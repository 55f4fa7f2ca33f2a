// SPDX-License-Identifier: Apache-2.0 OR MIT
// Copyright (c) 2025-2026 naskel.com

use crate::stats::{repetition_rate, Counter, StatsSource};
use std::time::Duration;

/// Per-module reassembly counters.
///
/// Getters return totals since creation. As a [`StatsSource`] it reports
/// `std_udp_recv` lines with the increase since the previous report.
#[derive(Debug, Default)]
pub struct FrameStats {
    frames: Counter,
    missed_packets: Counter,
    corrupted_frames: Counter,
    malformed_packets: Counter,
    duplicate_packets: Counter,
}

impl FrameStats {
    #[must_use]
    pub fn new() -> Self {
        Self::default()
    }

    /// Count one emitted frame.
    #[inline]
    pub fn record_frame(&self, n_missing_packets: u64) {
        if n_missing_packets > 0 {
            self.missed_packets.add(n_missing_packets);
            self.corrupted_frames.inc();
        }
        self.frames.inc();
    }

    #[inline]
    pub fn inc_malformed(&self) {
        self.malformed_packets.inc();
    }

    #[inline]
    pub fn inc_duplicate(&self) {
        self.duplicate_packets.inc();
    }

    #[must_use]
    pub fn frames(&self) -> u64 {
        self.frames.get()
    }

    #[must_use]
    pub fn missed_packets(&self) -> u64 {
        self.missed_packets.get()
    }

    #[must_use]
    pub fn corrupted_frames(&self) -> u64 {
        self.corrupted_frames.get()
    }

    #[must_use]
    pub fn malformed_packets(&self) -> u64 {
        self.malformed_packets.get()
    }

    #[must_use]
    pub fn duplicate_packets(&self) -> u64 {
        self.duplicate_packets.get()
    }
}

impl StatsSource for FrameStats {
    fn measurement(&self) -> &'static str {
        "std_udp_recv"
    }

    fn drain(&self, elapsed: Duration) -> Vec<(&'static str, u64)> {
        let frames = self.frames.take_delta();
        vec![
            ("n_missed_packets", self.missed_packets.take_delta()),
            ("n_corrupted_frames", self.corrupted_frames.take_delta()),
            ("n_malformed_packets", self.malformed_packets.take_delta()),
            ("n_duplicate_packets", self.duplicate_packets.take_delta()),
            ("repetition_rate", repetition_rate(frames, elapsed)),
        ]
    }
}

WORK REQUEST = Reproduce every record exactly, line by line.

EXERCISE ANSWER =
repository 55f4fa7f2ca33f2a
// SPDX-License-Identifier: Apache-2.0 OR MIT
// Copyright (c) 2025-2026 naskel.com

use crate::stats::{repetition_rate, Counter, StatsSource};
use std::time::Duration;

/// Per-module reassembly counters.
///
/// Getters return totals since creation. As a [`StatsSource`] it reports
/// `std_udp_recv` lines with the increase since the previous report.
#[derive(Debug, Default)]
pub struct FrameStats {
    frames: Counter,
    missed_packets: Counter,
    corrupted_frames: Counter,
    malformed_packets: Counter,
    duplicate_packets: Counter,
}

impl FrameStats {
    #[must_use]
    pub fn new() -> Self {
        Self::default()
    }

    /// Count one emitted frame.
    #[inline]
    pub fn record_frame(&self, n_missing_packets: u64) {
        if n_missing_packets > 0 {
            self.missed_packets.add(n_missing_packets);
            self.corrupted_frames.inc();
        }
        self.frames.inc();
    }

    #[inline]
    pub fn inc_malformed(&self) {
        self.malformed_packets.inc();
    }

    #[inline]
    pub fn inc_duplicate(&self) {
        self.duplicate_packets.inc();
    }

    #[must_use]
    pub fn frames(&self) -> u64 {
        self.frames.get()
    }

    #[must_use]
    pub fn missed_packets(&self) -> u64 {
        self.missed_packets.get()
    }

    #[must_use]
    pub fn corrupted_frames(&self) -> u64 {
        self.corrupted_frames.get()
    }

    #[must_use]
    pub fn malformed_packets(&self) -> u64 {
        self.malformed_packets.get()
    }

    #[must_use]
    pub fn duplicate_packets(&self) -> u64 {
        self.duplicate_packets.get()
    }
}

impl StatsSource for FrameStats {
    fn measurement(&self) -> &'static str {
        "std_udp_recv"
    }

    fn drain(&self, elapsed: Duration) -> Vec<(&'static str, u64)> {
        let frames = self.frames.take_delta();
        vec![
            ("n_missed_packets", self.missed_packets.take_delta()),
            ("n_corrupted_frames", self.corrupted_frames.take_delta()),
            ("n_malformed_packets", self.malformed_packets.take_delta()),
            ("n_duplicate_packets", self.duplicate_packets.take_delta()),
            ("repetition_rate", repetition_rate(frames, elapsed)),
        ]
    }
}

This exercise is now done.